Mentre si rende evidente che anche l’invenzione delle chiamate rapide non risolverà i problemi d’organico, il capolavoro dell’attuale gestione di viale Trastevere è stata l’invenzione di una nuova tipologia di precari, quelli a gettone, che andranno in cattedra (o nelle segreterie delle scuole se ATA) ma saranno licenziati se si dovrà tornare dalla didattica a distanza. Una figura professionale di incerto inquadramento e di dubbia legittimità legale.
Un capitolo a parte è quello rappresentato dalle cattedre di sostegno. La situazione in questo settore è particolarmente drammatica, fatto testimoniato anche dalla quantità di mancate nomine nello scorso anno scolastico. Non si sa come e con quale personale le scuole potranno sopperire alla mancanza di insegnanti di sostegno. Si conta che saranno circa 80.000 le cattedre occupate da personale supplente con nessuna possibilità di stabilizzazione.
Inoltre, un gran numero di queste cattedre – si calcola il 70% – sarà occupato da docenti non specializzati, a fronte della presenza di quasi 15.000 docenti specializzati che reclamano la loro assunzione in ruolo dopo avere frequentato un duro corso di qualificazione. In questo caso la questione non è solo sindacale, ma anche culturale e pedagogica.

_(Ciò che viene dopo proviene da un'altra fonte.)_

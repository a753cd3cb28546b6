//! GF texture decoder, Montreal dialect (spec §4.5).
//!
//! Header: `version, width, height, channels, repeat_byte, palette_colors,
//! palette_bytes_per_color, [3 unknown bytes], u32, channel_pixels,
//! montreal_type`. Channel planes are RLE-decoded independently and then
//! interleaved before being converted to RGBA8 per `montreal_type`.

use crate::codec::rle;
use crate::error::{HypeError, Result};
use std::io::{Cursor, Read};

#[derive(Debug, Clone, Copy, PartialEq, Eq)]
pub enum MontrealPixelFormat {
    Palette,
    Rgb565,
    Argb1555,
    Argb4444,
    /// Channels >= 3: raw BGR(A) byte tuples, swapped to RGBA on decode.
    Bgra { channels: u8 },
}

impl MontrealPixelFormat {
    fn from_type_and_channels(montreal_type: u8, channels: u8) -> Result<Self> {
        match montreal_type {
            5 => Ok(MontrealPixelFormat::Palette),
            10 => Ok(MontrealPixelFormat::Rgb565),
            11 => Ok(MontrealPixelFormat::Argb1555),
            12 => Ok(MontrealPixelFormat::Argb4444),
            _ if channels >= 3 => Ok(MontrealPixelFormat::Bgra { channels }),
            other => Err(HypeError::UnsupportedVariant(format!(
                "unknown GF montreal_type {other} with {channels} channels"
            ))),
        }
    }
}

#[derive(Debug, Clone)]
pub struct GfTexture {
    pub width: u32,
    pub height: u32,
    /// Tightly packed RGBA8 pixels, `width * height * 4` bytes.
    pub rgba: Vec<u8>,
}

fn read_u8(c: &mut Cursor<&[u8]>) -> Result<u8> {
    let mut b = [0u8; 1];
    c.read_exact(&mut b)?;
    Ok(b[0])
}

fn read_u16(c: &mut Cursor<&[u8]>) -> Result<u16> {
    let mut b = [0u8; 2];
    c.read_exact(&mut b)?;
    Ok(u16::from_le_bytes(b))
}

fn read_u32(c: &mut Cursor<&[u8]>) -> Result<u32> {
    let mut b = [0u8; 4];
    c.read_exact(&mut b)?;
    Ok(u32::from_le_bytes(b))
}

/// Whether textures from this source should be emitted upside-down-flipped
/// per spec §4.5 ("Orientation"): GPU textures (`Textures.cnt`) get flipped
/// unless they happen to be 640x480; `Vignette.cnt`/640x480 images pass
/// through as-is.
pub fn needs_vertical_flip(source_is_textures_cnt: bool, width: u32, height: u32) -> bool {
    source_is_textures_cnt && !(width == 640 && height == 480)
}

pub fn decode(data: &[u8]) -> Result<GfTexture> {
    let mut cursor = Cursor::new(data);

    let _version = read_u8(&mut cursor)?;
    let width = read_u32(&mut cursor)?;
    let height = read_u32(&mut cursor)?;
    let channels = read_u8(&mut cursor)?;
    let repeat_byte = read_u8(&mut cursor)?;
    let palette_colors = read_u16(&mut cursor)?;
    let palette_bytes_per_color = read_u8(&mut cursor)?;
    let _unk = [read_u8(&mut cursor)?, read_u8(&mut cursor)?, read_u8(&mut cursor)?];
    let _unk_u32 = read_u32(&mut cursor)?;
    let channel_pixels = read_u32(&mut cursor)?;
    let montreal_type = read_u8(&mut cursor)?;

    if channels == 0 {
        return Err(HypeError::MalformedFile("GF texture declares zero channels".into()));
    }

    let palette = if palette_colors > 0 {
        let palette_len = palette_colors as usize * palette_bytes_per_color as usize;
        let mut buf = vec![0u8; palette_len];
        cursor.read_exact(&mut buf)?;
        Some(buf)
    } else {
        None
    };

    let pixel_count = (width as usize) * (height as usize);
    if channel_pixels as usize < pixel_count {
        return Err(HypeError::InvariantViolation(format!(
            "GF channel_pixels ({channel_pixels}) smaller than width*height ({pixel_count})"
        )));
    }

    // Remaining input is one RLE stream per channel, back-to-back.
    let mut channel_planes: Vec<Vec<u8>> = Vec::with_capacity(channels as usize);
    let mut offset = cursor.position() as usize;
    for _ in 0..channels {
        let (decoded, consumed) =
            rle::decode_channel_with_len(&data[offset..], repeat_byte, channel_pixels as usize)?;
        offset += consumed;
        // Keep only the first `pixel_count` bytes: later bytes belong to
        // discarded mipmap levels (spec §4.5).
        channel_planes.push(decoded[..pixel_count].to_vec());
    }

    let format = MontrealPixelFormat::from_type_and_channels(montreal_type, channels)?;
    let rgba = interleave_and_convert(&channel_planes, pixel_count, format, palette.as_deref(), palette_bytes_per_color)?;

    Ok(GfTexture { width, height, rgba })
}

fn interleave_and_convert(
    planes: &[Vec<u8>],
    pixel_count: usize,
    format: MontrealPixelFormat,
    palette: Option<&[u8]>,
    palette_bytes_per_color: u8,
) -> Result<Vec<u8>> {
    let mut rgba = vec![0u8; pixel_count * 4];

    match format {
        MontrealPixelFormat::Palette => {
            let palette = palette.ok_or_else(|| {
                HypeError::InvariantViolation("indexed GF texture has no palette".into())
            })?;
            let stride = palette_bytes_per_color as usize;
            for i in 0..pixel_count {
                let index = planes[0][i] as usize;
                let entry = index * stride;
                let (b, g, r, a) = if stride == 4 {
                    (
                        palette[entry],
                        palette[entry + 1],
                        palette[entry + 2],
                        palette[entry + 3],
                    )
                } else {
                    (palette[entry], palette[entry + 1], palette[entry + 2], 255)
                };
                rgba[i * 4] = r;
                rgba[i * 4 + 1] = g;
                rgba[i * 4 + 2] = b;
                rgba[i * 4 + 3] = a;
            }
        }
        MontrealPixelFormat::Rgb565 => {
            for i in 0..pixel_count {
                let lo = planes[0][i] as u16;
                let hi = planes[1][i] as u16;
                let value = lo | (hi << 8);
                let r5 = (value >> 11) & 0x1F;
                let g6 = (value >> 5) & 0x3F;
                let b5 = value & 0x1F;
                rgba[i * 4] = (r5 * 255 / 31) as u8;
                rgba[i * 4 + 1] = (g6 * 255 / 63) as u8;
                rgba[i * 4 + 2] = (b5 * 255 / 31) as u8;
                rgba[i * 4 + 3] = 255;
            }
        }
        MontrealPixelFormat::Argb1555 => {
            for i in 0..pixel_count {
                let lo = planes[0][i] as u16;
                let hi = planes[1][i] as u16;
                let value = lo | (hi << 8);
                let a = (value >> 15) & 0x1;
                let r5 = (value >> 10) & 0x1F;
                let g5 = (value >> 5) & 0x1F;
                let b5 = value & 0x1F;
                rgba[i * 4] = (r5 * 255 / 31) as u8;
                rgba[i * 4 + 1] = (g5 * 255 / 31) as u8;
                rgba[i * 4 + 2] = (b5 * 255 / 31) as u8;
                rgba[i * 4 + 3] = if a != 0 { 255 } else { 0 };
            }
        }
        MontrealPixelFormat::Argb4444 => {
            for i in 0..pixel_count {
                let lo = planes[0][i] as u16;
                let hi = planes[1][i] as u16;
                let value = lo | (hi << 8);
                let a4 = (value >> 12) & 0xF;
                let r4 = (value >> 8) & 0xF;
                let g4 = (value >> 4) & 0xF;
                let b4 = value & 0xF;
                rgba[i * 4] = (r4 * 255 / 15) as u8;
                rgba[i * 4 + 1] = (g4 * 255 / 15) as u8;
                rgba[i * 4 + 2] = (b4 * 255 / 15) as u8;
                rgba[i * 4 + 3] = (a4 * 255 / 15) as u8;
            }
        }
        MontrealPixelFormat::Bgra { channels } => {
            for i in 0..pixel_count {
                let b = planes[0][i];
                let g = planes[1][i];
                let r = planes[2][i];
                let a = if channels >= 4 { planes[3][i] } else { 255 };
                rgba[i * 4] = r;
                rgba[i * 4 + 1] = g;
                rgba[i * 4 + 2] = b;
                rgba[i * 4 + 3] = a;
            }
        }
    }

    Ok(rgba)
}

/// Flips an RGBA8 buffer vertically in place (spec §4.5, "Orientation").
pub fn flip_vertical(rgba: &mut [u8], width: u32, height: u32) {
    let stride = width as usize * 4;
    let height = height as usize;
    for row in 0..height / 2 {
        let top = row * stride;
        let bottom = (height - 1 - row) * stride;
        for i in 0..stride {
            rgba.swap(top + i, bottom + i);
        }
    }
}

#[cfg(test)]
mod tests {
    use super::*;

    fn build_rgb565_gf(width: u32, height: u32, pixels: &[u16]) -> Vec<u8> {
        let pixel_count = (width * height) as usize;
        assert_eq!(pixels.len(), pixel_count);
        let repeat_byte = 0xFF; // must not occur literally in test data
        let mut lo = Vec::with_capacity(pixel_count);
        let mut hi = Vec::with_capacity(pixel_count);
        for &p in pixels {
            lo.push((p & 0xFF) as u8);
            hi.push((p >> 8) as u8);
        }

        let mut buf = Vec::new();
        buf.push(1u8); // version
        buf.extend_from_slice(&width.to_le_bytes());
        buf.extend_from_slice(&height.to_le_bytes());
        buf.push(2); // channels
        buf.push(repeat_byte);
        buf.extend_from_slice(&0u16.to_le_bytes()); // palette_colors
        buf.push(0); // palette_bytes_per_color
        buf.extend_from_slice(&[0, 0, 0]);
        buf.extend_from_slice(&0u32.to_le_bytes());
        buf.extend_from_slice(&(pixel_count as u32).to_le_bytes()); // channel_pixels
        buf.push(10); // montreal_type = RGB565
        buf.extend_from_slice(&lo);
        buf.extend_from_slice(&hi);
        buf
    }

    #[test]
    fn decodes_rgb565_dimensions() {
        let data = build_rgb565_gf(2, 2, &[0xF800, 0x07E0, 0x001F, 0xFFFF]);
        let tex = decode(&data).unwrap();
        assert_eq!(tex.width, 2);
        assert_eq!(tex.height, 2);
        // spec §8 property 6.
        assert_eq!(tex.rgba.len(), 4 * 2 * 2);
        // Pure red.
        assert_eq!(&tex.rgba[0..4], &[255, 0, 0, 255]);
    }

    #[test]
    fn flip_vertical_swaps_rows() {
        let mut rgba = vec![
            1, 1, 1, 255, 2, 2, 2, 255, // row 0
            3, 3, 3, 255, 4, 4, 4, 255, // row 1
        ];
        flip_vertical(&mut rgba, 2, 2);
        assert_eq!(rgba, vec![3, 3, 3, 255, 4, 4, 4, 255, 1, 1, 1, 255, 2, 2, 2, 255]);
    }

    #[test]
    fn orientation_rule() {
        assert!(needs_vertical_flip(true, 256, 256));
        assert!(!needs_vertical_flip(true, 640, 480));
        assert!(!needs_vertical_flip(false, 256, 256));
    }
}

Infatti, è noto che l’inclusione dei disabili nella scuola statale è uno dei punti d’orgoglio del nostro sistema scolastico, che lo distingue positivamente da altri paesi europei, dove esistono ancora classi differenziali e scuole speciali e dove, anche quando esiste, l’istituto del sostegno non ha la stessa qualità ed estensione numerica. Si tratta quindi di un dato pedagogico rilevante che va salvaguardato e non svilito e degradato dall’incuria ministeriale.
La mobilitazione degli insegnanti e delle associazioni che si occupano di scuola è dunque partita e si allargherà nelle prossime settimane e mesi, andando a mettere in discussione tutti i temi che riguardano la scuola anche oltre a quello del precariato. Temi che saranno oggetto del prossimo sciopero indetto dai sindacati di base per il 24 e 25 settembre e della manifestazione del movimento “Priorità alla scuola” del 26.